M. Jean-Marc Ayrault. Certes, et il y en eut de glorieuses qui ont façonné notre histoire. Les ordonnances de 1945 ont fondé la sécurité sociale, les comités d'entreprise, la protection de l'enfance, et continuent de modeler notre vie quotidienne. Mais comment comparer ces textes fondateurs de notre système social et le coup de rabot que vous lui donnez en catimini au cœur de l'été ? L'emploi valait mieux que ce débat tronqué. (Applaudissements sur les bancs du groupe socialiste.)

Dois-je vous rappeler, monsieur le Premier ministre, que votre majorité a elle-même inscrit dans la loi Fillon l'obligation de négocier avec les partenaires sociaux toute modification du code du travail ? Or pour votre plan emploi, cette négociation s'est résumée à une consultation expresse où les propositions des syndicats ont été royalement ignorées.

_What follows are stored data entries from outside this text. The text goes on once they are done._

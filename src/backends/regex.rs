//! Regex category matching.
//!
//! Patterns run against one word at a time, anchored when the category was
//! compiled (see [`RegexAnchor`](crate::config::RegexAnchor)). Words come from
//! [`split_words`](crate::words::split_words), so edge punctuation is already
//! gone: `#\w+` never matches `#rust`, and `\$\d+` never matches `$5`.
//!
//! Matching is case-sensitive: a pattern catches values the dictionaries do
//! not list, and it must not quietly match more than it says.

use lexner_core::MatchHit;
use log::debug;

use super::Matcher;
use crate::store::StoreSnapshot;
use crate::words::Word;

/// Per-word matcher for regex categories.
#[derive(Debug, Clone, Copy, Default)]
pub struct RegexMatcher;

impl RegexMatcher {
    /// Create a matcher.
    #[must_use]
    pub fn new() -> Self {
        Self
    }
}

impl Matcher for RegexMatcher {
    fn find(&self, _text: &str, words: &[Word<'_>], snapshot: &StoreSnapshot) -> Vec<MatchHit> {
        let mut hits = Vec::new();
        for (category, compiled) in snapshot.regex_categories() {
            for word in words.iter().filter(|w| compiled.is_match(w.text)) {
                debug!("Regex category '{}' matched '{}'", category, word.text);
                hits.push(MatchHit::regex(word.text, category));
            }
        }
        hits
    }

    fn name(&self) -> &'static str {
        "regex"
    }
}
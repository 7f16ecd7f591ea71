//! Matching and tokenization configuration.
//!
//! All fields have defaults, so an empty TOML file is a valid config:
//!
//! ```toml
//! max_phrase_words = 4
//! regex_anchor = "full"
//!
//! [tokenize]
//! filter_entities = true
//! stoplist = "large"
//! ```

use serde::{Deserialize, Serialize};

/// How a regex category pattern is anchored against a word.
///
/// Anchors apply to the word after edge punctuation is stripped (`A213` in
/// `"A213?"`).
#[derive(Debug, Clone, Copy, Default, PartialEq, Eq, Serialize, Deserialize)]
#[serde(rename_all = "lowercase")]
pub enum RegexAnchor {
    /// The pattern must match the whole word.
    #[default]
    Full,
    /// The pattern is anchored at the start of the word only; end anchoring is
    /// left to the pattern's own `$`.
    Start,
}

/// Which stopword list downstream tokenization removes.
#[derive(Debug, Clone, Copy, Default, PartialEq, Eq, Serialize, Deserialize)]
#[serde(rename_all = "lowercase")]
pub enum StoplistSize {
    /// Large list minus question words (what, where, ...).
    #[default]
    Small,
    /// Full stopword list.
    Large,
}

/// Downstream tokenization settings.
#[derive(Debug, Clone, Copy, Default, PartialEq, Eq, Serialize, Deserialize)]
#[serde(default)]
pub struct TokenizeConfig {
    /// Replace numbers and person names with `NUM` / `PERSON` placeholders.
    pub filter_entities: bool,
    /// Stopword list to apply.
    pub stoplist: StoplistSize,
}

/// Configuration for an [`EntityFinder`](crate::EntityFinder).
#[derive(Debug, Clone, Default, PartialEq, Eq, Serialize, Deserialize)]
#[serde(default)]
pub struct FinderConfig {
    /// Longest candidate phrase (in words) tried against literal values.
    /// `None` tries every phrase of the message.
    pub max_phrase_words: Option<usize>,
    /// Anchoring applied to regex category patterns.
    pub regex_anchor: RegexAnchor,
    /// Downstream tokenization settings.
    pub tokenize: TokenizeConfig,
}

impl FinderConfig {
    /// Default configuration.
    #[must_use]
    pub fn new() -> Self {
        Self::default()
    }

    /// Cap candidate phrase length.
    #[must_use]
    pub fn max_phrase_words(mut self, max: usize) -> Self {
        self.max_phrase_words = Some(max);
        self
    }

    /// Set regex anchoring.
    #[must_use]
    pub fn regex_anchor(mut self, anchor: RegexAnchor) -> Self {
        self.regex_anchor = anchor;
        self
    }

    /// Set downstream tokenization settings.
    #[must_use]
    pub fn tokenize(mut self, tokenize: TokenizeConfig) -> Self {
        self.tokenize = tokenize;
        self
    }
}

Votre excuse est à chaque fois la même : l'urgence, l'impératif de l'action, l'obligation de résultats, le pragmatisme. La belle affaire que voilà ! Que veut dire l'urgence quand le chômage de masse gangrène le tissu social depuis des années ?

M. Francis Delattre. Vingt ans !

M. Jean-Marc Ayrault. Vous signifiez ainsi cruellement que votre prédécesseur, M. Raffarin, n'a rien fait, que votre majorité est restée l'arme au pied et que les appels présidentiels à la mobilisation n'étaient que mots creux.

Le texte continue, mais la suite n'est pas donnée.